Table 1 shows the aging of 150 ° C and 10V for a large number of devices (primary devices) that do not use a protective layer for the internal device of an aluminum solid electrolytic capacitor and a plurality of devices (the device of the present invention) assembled after forming the protective layer. ) Shows a comparison of the leakage current characteristics and the yield after discharge for a certain time (about 120 seconds) under the condition of). As shown in Table 1, since the device of the present invention has no device whose short or leakage current exceeds a reference value (3 mA or less), the formation of the protective layer is very effective.

Leakage current characteristics with or without protective layer (film). division Leakage Current No protective layer With protective layer One short 0.23 2 187 0.68 3 0.1 0.47 4 short 0.16 5 128 0.18 6 0.61 0.34 7 1.81 0.51 8 0.46 0.28 9 short 0.99 10 short 0.34 11 164 0.77 12 0.97 0.13 13 2.12 0.18 14 short 0.42 15 35.4 0.12 Yield 40% 100%

The aluminum solid electrolytic capacitor which electrolytically polymerizes a conductive polymer on the top of a single plate-shaped aluminum film as described above is very thin with a thickness of 60 to 100 μm and can be easily deformed during each manufacturing process and assembly process. During the transfer molding process, the deformation caused by the press pressure and the damage inside the cavity where the internal device is located have a great influence on the leakage current characteristics and the final yield of the product.

However, the aluminum solid electrolytic capacitor of the present invention becomes a solid state when it is cured by leaving it in the air or applying a little heat after coating a material such as a two-component epoxy, Teflon, silicone rubber, etc. in liquid or gel form as described above. Alternatively, a material capable of acting as a protective layer or a protective film using a material having elastic force is used. These materials improve the surface protection and moisture resistance of aluminum foil from thermal stress due to transfer pressure or thermal expansion differences that can occur during temperature changes at high / low temperatures during molding operations, and materials such as silicon are present in the molding compound. There is an effect to block α-rays emitted from radioactive impurities such as ppb uranium.
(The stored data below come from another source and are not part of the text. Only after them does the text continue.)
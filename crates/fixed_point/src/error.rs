//! Fixed-point error types

use thiserror::Error;

#[derive(Error, Debug, Clone, PartialEq)]
pub enum FixedPointError {
    #[error("Invalid resolution: {0} (must be 2^-k with 0 <= k <= {max})", max = crate::MAX_FRAC_BITS)]
    InvalidResolution(f64),

    #[error("Invalid range: [{min}, {max}) at resolution {res}")]
    InvalidRange { min: f64, max: f64, res: f64 },

    #[error("Non-finite value cannot be quantized: {0}")]
    NonFinite(f64),

    #[error("Dimension mismatch: expected {expected}, got {got}")]
    DimensionMismatch { expected: usize, got: usize },

    #[error("Format mismatch at element {index}")]
    FormatMismatch { index: usize },

    #[error("Index out of range: {index} >= {len}")]
    IndexOutOfRange { index: usize, len: usize },

    #[error("Format [{min}, {max}) cannot be packed into a {width}-bit lane")]
    NotPackable { min: f64, max: f64, width: u32 },
}

pub type Result<T> = std::result::Result<T, FixedPointError>;
//! sgnsim Trainer
//!
//! Wires the word-context datapath, two memory banks and a clock into one
//! simulation, and drives it with skip-gram examples: every adjacent word
//! pair of the corpus is trained as a positive example followed by a
//! negative example with a uniformly sampled context.

mod config;
mod converge;
mod corpus;
mod driver;
mod ema;
mod error;
mod pipeline;
mod sampler;
mod telemetry;

pub use config::TrainConfig;
pub use converge::{converge_from, converge_pair, ConvergeReport};
pub use corpus::{Corpus, Vocabulary};
pub use driver::{DriverPorts, TrainingDriver};
pub use ema::LossEma;
pub use error::{Result, TrainError};
pub use pipeline::{Trainer, TrainingReport};
pub use sampler::{Example, PairCursor, SampleKind};
pub use telemetry::{SharedLog, StepRecord, TrainingLog};
//! Signals and the signal store

use std::fmt;
use std::marker::PhantomData;

use sgnsim_fixed_point::{EmbeddingVector, Fixed};

use crate::error::{Result, SimError};
use crate::wait::Edge;

/// Dynamically typed signal value
#[derive(Debug, Clone, PartialEq, Eq)]
pub enum Value {
    Bit(bool),
    Word(u64),
    Fixed(Fixed),
    Vector(EmbeddingVector),
}

impl Value {
    pub fn kind(&self) -> &'static str {
        match self {
            Value::Bit(_) => <bool as SignalValue>::KIND,
            Value::Word(_) => <u64 as SignalValue>::KIND,
            Value::Fixed(_) => <Fixed as SignalValue>::KIND,
            Value::Vector(_) => <EmbeddingVector as SignalValue>::KIND,
        }
    }
}

/// Types that can be carried on a [`Signal`]
pub trait SignalValue: Clone + PartialEq + fmt::Debug + 'static {
    const KIND: &'static str;

    fn into_value(self) -> Value;

    fn from_value(value: &Value) -> Option<Self>;
}

impl SignalValue for bool {
    const KIND: &'static str = "bit";

    fn into_value(self) -> Value {
        Value::Bit(self)
    }

    fn from_value(value: &Value) -> Option<Self> {
        match value {
            Value::Bit(b) => Some(*b),
            _ => None,
        }
    }
}

impl SignalValue for u64 {
    const KIND: &'static str = "word";

    fn into_value(self) -> Value {
        Value::Word(self)
    }

    fn from_value(value: &Value) -> Option<Self> {
        match value {
            Value::Word(w) => Some(*w),
            _ => None,
        }
    }
}

impl SignalValue for Fixed {
    const KIND: &'static str = "fixed";

    fn into_value(self) -> Value {
        Value::Fixed(self)
    }

    fn from_value(value: &Value) -> Option<Self> {
        match value {
            Value::Fixed(f) => Some(*f),
            _ => None,
        }
    }
}

impl SignalValue for EmbeddingVector {
    const KIND: &'static str = "vector";

    fn into_value(self) -> Value {
        Value::Vector(self)
    }

    fn from_value(value: &Value) -> Option<Self> {
        match value {
            Value::Vector(v) => Some(v.clone()),
            _ => None,
        }
    }
}

/// Untyped signal index
#[derive(Debug, Clone, Copy, PartialEq, Eq, Hash, PartialOrd, Ord)]
pub struct SignalId(pub(crate) usize);

impl SignalId {
    pub fn index(self) -> usize {
        self.0
    }
}

/// Typed handle to a signal in a [`crate::Netlist`] / [`crate::Simulation`]
pub struct Signal<T> {
    id: SignalId,
    _marker: PhantomData<fn() -> T>,
}

impl<T> Signal<T> {
    pub(crate) fn new(id: SignalId) -> Self {
        Self {
            id,
            _marker: PhantomData,
        }
    }

    pub fn id(&self) -> SignalId {
        self.id
    }
}

impl<T> Clone for Signal<T> {
    fn clone(&self) -> Self {
        *self
    }
}

impl<T> Copy for Signal<T> {}

impl<T> PartialEq for Signal<T> {
    fn eq(&self, other: &Self) -> bool {
        self.id == other.id
    }
}

impl<T> Eq for Signal<T> {}

impl<T> fmt::Debug for Signal<T> {
    fn fmt(&self, f: &mut fmt::Formatter<'_>) -> fmt::Result {
        write!(f, "Signal({})", self.id.0)
    }
}

/// A committed value transition
#[derive(Debug, Clone, PartialEq)]
pub struct Change {
    pub signal: SignalId,
    pub old: Value,
    pub new: Value,
}

impl Change {
    /// Edge direction for bit signals
    pub fn edge(&self) -> Option<Edge> {
        match (&self.old, &self.new) {
            (Value::Bit(false), Value::Bit(true)) => Some(Edge::Rising),
            (Value::Bit(true), Value::Bit(false)) => Some(Edge::Falling),
            _ => None,
        }
    }
}

/// Who may write a signal
#[derive(Debug, Clone, Copy, PartialEq, Eq)]
pub(crate) enum Driver {
    /// Written by tasks through `next`
    Tasks,
    /// Output of the combinational block with this index
    Block(usize),
}

#[derive(Debug)]
struct Slot {
    name: String,
    current: Value,
    next: Option<Value>,
    driver: Driver,
}

/// Current/next storage for every signal in a design
#[derive(Debug, Default)]
pub(crate) struct SignalStore {
    slots: Vec<Slot>,
    pending: Vec<SignalId>,
}

impl SignalStore {
    pub fn add<T: SignalValue>(&mut self, name: String, init: T) -> Signal<T> {
        let id = SignalId(self.slots.len());
        self.slots.push(Slot {
            name,
            current: init.into_value(),
            next: None,
            driver: Driver::Tasks,
        });
        Signal::new(id)
    }

    pub fn len(&self) -> usize {
        self.slots.len()
    }

    fn slot(&self, id: SignalId) -> Result<&Slot> {
        self.slots.get(id.0).ok_or(SimError::UnknownSignal(id.0))
    }

    fn slot_mut(&mut self, id: SignalId) -> Result<&mut Slot> {
        self.slots.get_mut(id.0).ok_or(SimError::UnknownSignal(id.0))
    }

    pub fn name(&self, id: SignalId) -> &str {
        self.slots.get(id.0).map(|s| s.name.as_str()).unwrap_or("<unknown>")
    }

    pub fn value(&self, id: SignalId) -> Result<&Value> {
        Ok(&self.slot(id)?.current)
    }

    pub fn driver(&self, id: SignalId) -> Result<Driver> {
        Ok(self.slot(id)?.driver)
    }

    pub fn set_driver(&mut self, id: SignalId, driver: Driver) -> Result<()> {
        self.slot_mut(id)?.driver = driver;
        Ok(())
    }

    /// Read the current value
    pub fn get<T: SignalValue>(&self, signal: Signal<T>) -> Result<T> {
        let slot = self.slot(signal.id())?;
        T::from_value(&slot.current).ok_or_else(|| SimError::TypeMismatch {
            signal: slot.name.clone(),
            expected: T::KIND,
            found: slot.current.kind(),
        })
    }

    fn check_kind(slot: &Slot, value: &Value) -> Result<()> {
        if std::mem::discriminant(&slot.current) != std::mem::discriminant(value) {
            return Err(SimError::TypeMismatch {
                signal: slot.name.clone(),
                expected: slot.current.kind(),
                found: value.kind(),
            });
        }
        Ok(())
    }

    /// Schedule a next value, committed at the following delta cycle
    pub fn schedule(&mut self, id: SignalId, value: Value) -> Result<()> {
        let slot = self.slot_mut(id)?;
        Self::check_kind(slot, &value)?;
        if slot.next.replace(value).is_none() {
            self.pending.push(id);
        }
        Ok(())
    }

    /// Overwrite the current value immediately (combinational outputs)
    pub fn drive_now(&mut self, id: SignalId, value: Value) -> Result<Option<Change>> {
        let slot = self.slot_mut(id)?;
        Self::check_kind(slot, &value)?;
        if slot.current == value {
            return Ok(None);
        }
        let old = std::mem::replace(&mut slot.current, value.clone());
        Ok(Some(Change {
            signal: id,
            old,
            new: value,
        }))
    }

    pub fn has_pending(&self) -> bool {
        !self.pending.is_empty()
    }

    /// Apply every scheduled `next -> current` transition
    pub fn commit(&mut self) -> Vec<Change> {
        let pending = std::mem::take(&mut self.pending);
        let mut changes = Vec::with_capacity(pending.len());
        for id in pending {
            let slot = &mut self.slots[id.0];
            let Some(next) = slot.next.take() else {
                continue;
            };
            if slot.current != next {
                let old = std::mem::replace(&mut slot.current, next.clone());
                changes.push(Change {
                    signal: id,
                    old,
                    new: next,
                });
            }
        }
        changes
    }
}
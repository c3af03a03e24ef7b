//! Task sensitivities: triggers, waits and resume reasons

use crate::signal::{Signal, SignalId};

#[derive(Debug, Clone, Copy, PartialEq, Eq)]
pub enum Edge {
    Rising,
    Falling,
}

/// A single wake-up condition
#[derive(Debug, Clone, PartialEq, Eq)]
pub enum Trigger {
    /// Transition of a bit signal
    Edge { signal: SignalId, edge: Edge },
    /// Bit signal at the given level (fires immediately if already there)
    Level { signal: SignalId, level: bool },
    /// Any committed change of the signal's value
    Changed { signal: SignalId },
    /// Fixed number of time units after the wait began
    Delay(u64),
}

impl Trigger {
    pub fn rising(signal: Signal<bool>) -> Self {
        Self::Edge {
            signal: signal.id(),
            edge: Edge::Rising,
        }
    }

    pub fn falling(signal: Signal<bool>) -> Self {
        Self::Edge {
            signal: signal.id(),
            edge: Edge::Falling,
        }
    }

    pub fn level(signal: Signal<bool>, level: bool) -> Self {
        Self::Level {
            signal: signal.id(),
            level,
        }
    }

    pub fn changed<T>(signal: Signal<T>) -> Self {
        Self::Changed {
            signal: signal.id(),
        }
    }

    pub fn delay(time: u64) -> Self {
        Self::Delay(time)
    }
}

/// What a task suspends on when it yields back to the scheduler
#[derive(Debug, Clone, PartialEq, Eq)]
pub enum Wait {
    /// Resume when the trigger fires
    On(Trigger),
    /// Resume once every trigger has fired at least once since the wait began
    Join(Vec<Trigger>),
    /// The task has finished and is never resumed again
    Done,
}

impl Wait {
    pub fn rising(signal: Signal<bool>) -> Self {
        Self::On(Trigger::rising(signal))
    }

    pub fn falling(signal: Signal<bool>) -> Self {
        Self::On(Trigger::falling(signal))
    }

    pub fn level(signal: Signal<bool>, level: bool) -> Self {
        Self::On(Trigger::level(signal, level))
    }

    pub fn changed<T>(signal: Signal<T>) -> Self {
        Self::On(Trigger::changed(signal))
    }

    pub fn delay(time: u64) -> Self {
        Self::On(Trigger::delay(time))
    }

    pub fn join(triggers: impl IntoIterator<Item = Trigger>) -> Self {
        Self::Join(triggers.into_iter().collect())
    }
}

/// Why a task is being re-entered
#[derive(Debug, Clone, PartialEq, Eq)]
pub enum Resume {
    /// First activation at time 0
    Start,
    /// The single trigger of a [`Wait::On`] fired
    Fired(Trigger),
    /// Every trigger of a [`Wait::Join`] has fired
    Joined,
}

/// An installed wait: a counter of outstanding triggers
#[derive(Debug)]
pub(crate) struct PendingWait {
    pub generation: u64,
    pub triggers: Vec<Trigger>,
    fired: Vec<bool>,
    outstanding: usize,
    joined: bool,
}

impl PendingWait {
    pub fn single(trigger: Trigger, generation: u64) -> Self {
        Self::new(vec![trigger], false, generation)
    }

    pub fn join(triggers: Vec<Trigger>, generation: u64) -> Self {
        Self::new(triggers, true, generation)
    }

    fn new(triggers: Vec<Trigger>, joined: bool, generation: u64) -> Self {
        let outstanding = triggers.len();
        Self {
            generation,
            fired: vec![false; outstanding],
            triggers,
            outstanding,
            joined,
        }
    }

    pub fn is_fired(&self, index: usize) -> bool {
        self.fired.get(index).copied().unwrap_or(true)
    }

    /// Mark a trigger as fired; repeated firings count once
    pub fn fire(&mut self, index: usize) {
        if let Some(flag) = self.fired.get_mut(index) {
            if !*flag {
                *flag = true;
                self.outstanding -= 1;
            }
        }
    }

    pub fn is_complete(&self) -> bool {
        self.outstanding == 0
    }

    pub fn resume_reason(&self) -> Resume {
        if self.joined {
            Resume::Joined
        } else {
            Resume::Fired(self.triggers[0].clone())
        }
    }
}

#[cfg(test)]
mod tests {
    use super::*;

    #[test]
    fn test_join_counts_each_trigger_once() {
        let mut wait = PendingWait::join(
            vec![
                Trigger::Changed { signal: SignalId(0) },
                Trigger::Changed { signal: SignalId(1) },
            ],
            7,
        );
        wait.fire(0);
        wait.fire(0);
        assert!(!wait.is_complete());
        wait.fire(1);
        assert!(wait.is_complete());
        assert_eq!(wait.resume_reason(), Resume::Joined);
    }

    #[test]
    fn test_single_reports_trigger() {
        let mut wait = PendingWait::single(Trigger::Delay(5), 1);
        wait.fire(0);
        assert_eq!(wait.resume_reason(), Resume::Fired(Trigger::Delay(5)));
    }
}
In addition, the protective material coated on the whole or a certain part of the aluminum foil is an electrical resistor having a very high volume resistivity (10 ¹³ to 10 ¹⁶ Pa · cm) and a low dielectric constant (4 or less). It does not affect the electrical properties.

Claims (3)

Forming an oxide film on the anode layer aluminum foil; Manufacturing an aluminum solid electrolytic capacitor device sequentially forming a conductive polymer layer and a carbon layer silver layer so as to surround the aluminum foil having the oxide film formed thereon; Electrically contacting the condenser element with a lead frame using welding and a conductive adhesive; In the method of manufacturing a chip-type aluminum solid electrolytic capacitor in which the device in which the lead frame is in electrical contact is made into a chip shape by a transfer molding method using an EMC material, And forming a protective layer having hardness, elasticity, and electrical resistance in all or a part of the device in which the lead frame is electrically contacted in the previous step of performing the transfer molding. Method of manufacturing the denser. The method of claim 1, The material used as the protective layer is a method of manufacturing a chip-type aluminum solid electrolytic capacitor, characterized in that using a two-component epoxy, Teflon or silicone rubber in the form of a liquid or gel. The method according to claim 1 or 2, The protective layer is a method of manufacturing a chip-type aluminum solid electrolytic capacitor, characterized in that formed using dipping, dropping or syringe.